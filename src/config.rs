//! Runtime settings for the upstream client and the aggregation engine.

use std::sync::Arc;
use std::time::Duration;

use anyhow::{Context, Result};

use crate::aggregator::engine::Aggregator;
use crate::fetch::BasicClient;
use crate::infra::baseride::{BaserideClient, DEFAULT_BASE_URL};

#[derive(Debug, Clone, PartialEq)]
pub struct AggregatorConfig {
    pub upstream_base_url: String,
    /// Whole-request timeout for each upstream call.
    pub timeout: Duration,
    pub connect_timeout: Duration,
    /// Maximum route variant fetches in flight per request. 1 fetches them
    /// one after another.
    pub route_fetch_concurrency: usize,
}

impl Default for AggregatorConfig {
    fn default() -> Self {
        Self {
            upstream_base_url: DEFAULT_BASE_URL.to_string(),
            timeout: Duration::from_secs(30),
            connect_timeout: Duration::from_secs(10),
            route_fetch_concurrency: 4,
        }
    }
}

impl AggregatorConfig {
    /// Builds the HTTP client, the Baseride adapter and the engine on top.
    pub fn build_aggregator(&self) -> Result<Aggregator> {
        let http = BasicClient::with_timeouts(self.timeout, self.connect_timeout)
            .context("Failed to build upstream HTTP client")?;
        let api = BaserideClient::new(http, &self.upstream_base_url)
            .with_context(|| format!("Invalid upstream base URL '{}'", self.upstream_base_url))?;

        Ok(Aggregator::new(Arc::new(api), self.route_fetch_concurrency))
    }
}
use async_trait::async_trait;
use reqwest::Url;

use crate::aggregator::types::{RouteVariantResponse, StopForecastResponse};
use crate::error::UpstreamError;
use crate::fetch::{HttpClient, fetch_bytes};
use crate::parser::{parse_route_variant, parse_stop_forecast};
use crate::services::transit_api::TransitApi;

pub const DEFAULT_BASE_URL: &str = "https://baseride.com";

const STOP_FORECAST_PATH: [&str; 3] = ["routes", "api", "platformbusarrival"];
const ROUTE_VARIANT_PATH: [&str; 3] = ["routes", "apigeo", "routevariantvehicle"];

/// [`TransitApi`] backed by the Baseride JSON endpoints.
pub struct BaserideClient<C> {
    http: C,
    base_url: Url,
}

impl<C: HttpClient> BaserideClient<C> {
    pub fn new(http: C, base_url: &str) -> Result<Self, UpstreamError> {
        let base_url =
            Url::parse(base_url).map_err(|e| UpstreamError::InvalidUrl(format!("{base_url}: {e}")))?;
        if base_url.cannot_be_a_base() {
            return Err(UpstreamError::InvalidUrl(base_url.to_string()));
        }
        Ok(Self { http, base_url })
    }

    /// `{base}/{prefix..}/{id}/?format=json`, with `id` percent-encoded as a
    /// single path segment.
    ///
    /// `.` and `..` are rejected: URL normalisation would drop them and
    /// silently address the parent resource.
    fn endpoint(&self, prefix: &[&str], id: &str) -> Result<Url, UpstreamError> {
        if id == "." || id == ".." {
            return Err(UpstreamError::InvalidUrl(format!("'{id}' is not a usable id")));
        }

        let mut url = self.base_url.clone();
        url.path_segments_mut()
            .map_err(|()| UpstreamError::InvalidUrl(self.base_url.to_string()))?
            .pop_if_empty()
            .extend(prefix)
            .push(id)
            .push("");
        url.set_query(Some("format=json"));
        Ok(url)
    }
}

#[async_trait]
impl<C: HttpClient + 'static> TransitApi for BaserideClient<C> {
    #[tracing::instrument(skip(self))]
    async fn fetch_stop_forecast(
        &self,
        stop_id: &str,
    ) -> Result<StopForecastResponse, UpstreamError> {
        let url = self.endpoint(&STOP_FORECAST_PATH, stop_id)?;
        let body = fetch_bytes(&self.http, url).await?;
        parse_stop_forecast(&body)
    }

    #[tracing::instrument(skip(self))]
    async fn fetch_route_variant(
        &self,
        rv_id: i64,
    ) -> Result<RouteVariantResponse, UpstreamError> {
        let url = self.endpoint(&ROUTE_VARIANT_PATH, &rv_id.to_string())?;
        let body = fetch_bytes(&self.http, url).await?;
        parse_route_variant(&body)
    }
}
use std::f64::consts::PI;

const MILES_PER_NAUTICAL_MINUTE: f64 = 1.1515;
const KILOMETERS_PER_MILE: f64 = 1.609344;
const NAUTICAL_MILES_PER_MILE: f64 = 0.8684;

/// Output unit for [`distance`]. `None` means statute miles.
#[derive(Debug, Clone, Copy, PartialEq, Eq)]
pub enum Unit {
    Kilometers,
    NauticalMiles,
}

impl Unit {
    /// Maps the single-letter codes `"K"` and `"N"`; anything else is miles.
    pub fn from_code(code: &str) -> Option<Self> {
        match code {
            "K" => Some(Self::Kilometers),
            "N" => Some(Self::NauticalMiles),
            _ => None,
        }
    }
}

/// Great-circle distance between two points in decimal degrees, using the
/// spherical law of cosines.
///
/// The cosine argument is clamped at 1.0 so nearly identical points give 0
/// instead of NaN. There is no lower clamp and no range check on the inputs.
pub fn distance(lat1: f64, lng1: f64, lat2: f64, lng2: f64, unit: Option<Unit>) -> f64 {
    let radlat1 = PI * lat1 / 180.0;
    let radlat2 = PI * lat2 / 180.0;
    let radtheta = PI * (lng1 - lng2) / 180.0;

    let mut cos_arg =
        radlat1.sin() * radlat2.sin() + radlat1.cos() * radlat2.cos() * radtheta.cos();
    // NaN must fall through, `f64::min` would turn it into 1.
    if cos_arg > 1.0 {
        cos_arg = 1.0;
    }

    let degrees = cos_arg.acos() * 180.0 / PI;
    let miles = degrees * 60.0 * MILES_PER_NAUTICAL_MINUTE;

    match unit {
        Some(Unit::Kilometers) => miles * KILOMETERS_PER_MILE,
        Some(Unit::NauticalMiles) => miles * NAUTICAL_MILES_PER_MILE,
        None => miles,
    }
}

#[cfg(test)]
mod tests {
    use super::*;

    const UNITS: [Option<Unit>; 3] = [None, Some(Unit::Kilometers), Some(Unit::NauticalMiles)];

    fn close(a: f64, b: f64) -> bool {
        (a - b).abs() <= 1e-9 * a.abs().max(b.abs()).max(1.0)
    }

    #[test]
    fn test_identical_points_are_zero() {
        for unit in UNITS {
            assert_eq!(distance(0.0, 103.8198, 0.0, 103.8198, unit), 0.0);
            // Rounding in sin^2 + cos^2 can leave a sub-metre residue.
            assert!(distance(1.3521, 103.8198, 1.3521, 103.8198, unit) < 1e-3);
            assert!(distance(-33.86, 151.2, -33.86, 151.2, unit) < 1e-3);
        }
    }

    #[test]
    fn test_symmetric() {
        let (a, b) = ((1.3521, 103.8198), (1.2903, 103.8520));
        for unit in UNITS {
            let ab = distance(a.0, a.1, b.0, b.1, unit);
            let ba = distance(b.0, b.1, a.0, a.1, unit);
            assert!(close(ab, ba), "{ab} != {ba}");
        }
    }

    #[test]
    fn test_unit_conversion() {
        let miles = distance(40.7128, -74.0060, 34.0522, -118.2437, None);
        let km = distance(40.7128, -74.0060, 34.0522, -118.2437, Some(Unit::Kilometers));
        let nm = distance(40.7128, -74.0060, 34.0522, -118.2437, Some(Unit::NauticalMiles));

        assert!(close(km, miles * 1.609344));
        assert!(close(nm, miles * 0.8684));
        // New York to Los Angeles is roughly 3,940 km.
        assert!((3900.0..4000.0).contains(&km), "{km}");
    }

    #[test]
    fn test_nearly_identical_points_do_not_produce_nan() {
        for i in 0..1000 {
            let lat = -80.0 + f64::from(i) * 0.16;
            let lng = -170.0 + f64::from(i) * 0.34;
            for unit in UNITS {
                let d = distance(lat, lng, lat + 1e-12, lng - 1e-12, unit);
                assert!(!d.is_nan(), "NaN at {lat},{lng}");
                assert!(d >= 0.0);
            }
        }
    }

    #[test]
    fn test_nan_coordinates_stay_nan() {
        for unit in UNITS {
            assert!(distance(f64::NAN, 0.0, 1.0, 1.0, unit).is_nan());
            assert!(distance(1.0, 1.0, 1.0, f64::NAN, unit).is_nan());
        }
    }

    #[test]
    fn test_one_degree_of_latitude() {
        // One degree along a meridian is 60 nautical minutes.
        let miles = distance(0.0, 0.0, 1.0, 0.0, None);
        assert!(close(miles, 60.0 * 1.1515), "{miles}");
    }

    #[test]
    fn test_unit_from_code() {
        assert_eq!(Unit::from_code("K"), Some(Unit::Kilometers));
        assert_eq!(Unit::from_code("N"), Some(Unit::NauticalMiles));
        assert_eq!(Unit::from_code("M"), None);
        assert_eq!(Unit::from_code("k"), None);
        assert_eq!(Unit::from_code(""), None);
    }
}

WHAT YOU WILL DO: Transcribe, word for word, the data above from its first line through the line with "use async_trait::async_trait;", and include nothing else.

EXPECTED ANSWER:
filename src/config.rs
//! Runtime settings for the upstream client and the aggregation engine.

use std::sync::Arc;
use std::time::Duration;

use anyhow::{Context, Result};

use crate::aggregator::engine::Aggregator;
use crate::fetch::BasicClient;
use crate::infra::baseride::{BaserideClient, DEFAULT_BASE_URL};

#[derive(Debug, Clone, PartialEq)]
pub struct AggregatorConfig {
    pub upstream_base_url: String,
    /// Whole-request timeout for each upstream call.
    pub timeout: Duration,
    pub connect_timeout: Duration,
    /// Maximum route variant fetches in flight per request. 1 fetches them
    /// one after another.
    pub route_fetch_concurrency: usize,
}

impl Default for AggregatorConfig {
    fn default() -> Self {
        Self {
            upstream_base_url: DEFAULT_BASE_URL.to_string(),
            timeout: Duration::from_secs(30),
            connect_timeout: Duration::from_secs(10),
            route_fetch_concurrency: 4,
        }
    }
}

impl AggregatorConfig {
    /// Builds the HTTP client, the Baseride adapter and the engine on top.
    pub fn build_aggregator(&self) -> Result<Aggregator> {
        let http = BasicClient::with_timeouts(self.timeout, self.connect_timeout)
            .context("Failed to build upstream HTTP client")?;
        let api = BaserideClient::new(http, &self.upstream_base_url)
            .with_context(|| format!("Invalid upstream base URL '{}'", self.upstream_base_url))?;

        Ok(Aggregator::new(Arc::new(api), self.route_fetch_concurrency))
    }
}
use async_trait::async_trait;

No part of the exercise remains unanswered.